/ Unta membawa terigu yang dikendarai oleh penunggang unta dari Afghanistan di Queensland Barat.
CB - Masjid tertua di New South Wales menyimpan banyak sejarah mengenai pedalaman Australia. Namun, sejarah itu terancam hilang lantaran tidak pasti siapa yang akan mengurus dan merawat masjid bersejarah tersebut.
Masjid tertua di New South Wales itu bukan terletak di tengah permukiman warga di Sydney, melainkan lokasinya jauh berada di pedalaman, tepatnya di Kota Pertambangan Broken Hill, sekitar 1.000 kilometer sebelah barat Sydney.
Masjid yang dibangun tahun 1891 digunakan oleh penghuni kamp penunggang unta yang terdapat di bagian Utara Broken Hill. Saat ini masjid bersejarah itu dirawat oleh Bob Shamroze, anak dari penunggang unta terakhir di Australia, seorang imigran yang tiba pada akhir tahun 1800-an hingga awal 1900-an untuk membangun pedalaman Australia.
Awalnya para pemukim Eropa menggunakan kuda untuk menjelajah Australia Tengah, namun dengan cepat mereka menyadari kalau kuda dan mobil bukan tunggangan yang cocok untuk medan di sana oleh karena itu mereka menggunakan unta sebagai alternatif.
Tidak diketahui pasti bagaimana cara unta-unta itu didatangkan, namun para pemukim asal Eropa banyak merekrut pekerja dari berbagai negara termasuk Pakistan, Turki, Mesir, dan Afganistan.
Mereka kemudian dikenal dengan sebutan cameleers atau penunggang unta dan menjadi bagian tidak terpisahkan dari perekonomian Australia, karena merekalah yang membawa berbagai macam pasokan barang kebutuhan, surat dan air ke permukiman-permukiman warga Eropa.
Beberapa bahan kebutuhan pokok yang mereka bawa juga membantu pembangunan kabel telegraf dan rel kereta Trans-Australia.

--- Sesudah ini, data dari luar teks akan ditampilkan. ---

//! Extent and backup range value types.

use serde::{Deserialize, Serialize};

/// A half-open byte interval `[offset, offset + length)` within a file.
#[derive(Debug, Clone, Copy, PartialEq, Eq, Hash, Serialize, Deserialize)]
pub struct Extent {
    /// Byte offset within the file.
    pub offset: u64,
    /// Length in bytes.
    pub length: u64,
}

impl Extent {
    /// Create a new extent.
    pub const fn new(offset: u64, length: u64) -> Self {
        Self { offset, length }
    }

    /// End offset (exclusive), saturating at `u64::MAX`.
    pub const fn end(&self) -> u64 {
        self.offset.saturating_add(self.length)
    }

    /// Check if two extents share at least one byte.
    pub const fn overlaps(&self, other: &Self) -> bool {
        self.offset < other.end() && other.offset < self.end()
    }

    /// Check if two extents overlap or are adjacent, i.e. would fuse in a
    /// union list.
    pub const fn touches(&self, other: &Self) -> bool {
        self.offset <= other.end() && other.offset <= self.end()
    }
}

impl From<(u64, u64)> for Extent {
    fn from((offset, length): (u64, u64)) -> Self {
        Self { offset, length }
    }
}

/// Kind tag on a range handed to the backup client.
#[derive(Debug, Clone, Copy, PartialEq, Eq, Hash, Serialize, Deserialize)]
#[serde(rename_all = "lowercase")]
pub enum RangeKind {
    /// A dirty data interval.
    Range,
    /// Copy the whole file as one unit.
    File,
}

/// One unit of backup work: `(offset, length, kind)`.
#[derive(Debug, Clone, Copy, PartialEq, Eq, Hash, Serialize, Deserialize)]
pub struct BackupRange {
    /// Byte offset within the file.
    pub offset: u64,
    /// Length in bytes.
    pub length: u64,
    /// Whether this is a dirty interval or a whole-file directive.
    pub kind: RangeKind,
}

impl BackupRange {
    /// A dirty data interval.
    pub const fn range(offset: u64, length: u64) -> Self {
        Self {
            offset,
            length,
            kind: RangeKind::Range,
        }
    }

    /// A whole-file copy directive covering `size` bytes.
    pub const fn whole_file(size: u64) -> Self {
        Self {
            offset: 0,
            length: size,
            kind: RangeKind::File,
        }
    }

    /// The interval this range covers.
    pub const fn extent(&self) -> Extent {
        Extent::new(self.offset, self.length)
    }

    /// Components as the `(offset, length, kind)` triple.
    pub const fn as_tuple(&self) -> (u64, u64, RangeKind) {
        (self.offset, self.length, self.kind)
    }
}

Sebagian besar dari pekerja asal Timur Tengan itu adalah para pemuda Muslim, lebih dari 15.000 unta dan 2.000 penunggang unta diyakini telah tiba di Australia antara tahun 1870 dan 1900.
Masjid di Broken Hill ini merupakan satu-satunya masjid yang dibangun oleh penunggang unta yang mampu bertahan hingga saat ini.
Menurut Shamroze, ayah dan kakeknya adalah penunggang unta, begitu juga dengan kedua pamannya, namun saat ini Shamroze merupakan keturunan terakhir dari silsilah keluarganya.
"Pada tahun 1960 ketika kakek saya meninggal, saya dan satu orang paman saya yang lain terpaksa memandikannya di lantai dengan beralaskan pintu tua sebelum menguburkannya," tuturnya. "Ketika itu saya baru berusia 20 tahun."
Dia ingat bagaimana dia harus menguburkan jenazah kakeknya, di mana mereka harus meletakkan papan kayu beberapa inci di atas peti jenazah karena perlu ada celah antara peti jenazah dengan tanah.
"Itu bukan masalah bagi saya karena saya pernah juga melakukan beberapa kali sejak kakek saya meninggal, saya menguburkan jenazah kakak saya beberapa tahun setelah itu ketika Ia meninggal, memandikannya, dan menguburkannya,' katanya.
Awal tahun ini saudara perempuannya juga meninggal dan karena ia tidak memiliki anak maka Shamroze tidak yakin apa yang akan terjadi dengan masjid tua itu jika nanti dirinya tidak lagi bisa merawat masjid tersebut.
Satu hal yang bisa dipastikannya adalah peran dari para penunggang unta dalam pembukaan kawasan di Australia. Menurutnya, kawasan pembangunan di Broken Hill akan ketinggalan 40 - 50 tahun jika penunggang unta tidak melakukan kerja yang luar biasa.
"Saya tidak akan mau menunggang unta hingga ke kawasan Tibooburra, sampai ke White Cliffs atau turun ke Wentworth," tuturnya. "Mustahil sekali saya bisa melakukan itu dan saya kira tidak ada juga orang yang mau melakukannya."
Meskipun para penunggang kuda di Australia sudak tidak ada lagi, namun masjid berdinding terbuat dari papan besi bergelombang berwarna merah ini tetap menjadi warisan atas peran penting mereka dalam sejarah Australia.
Masjid di Broken Hill ini terbuka untuk tempat beribadah dan sebagai obyek wisata dengan perjanjian.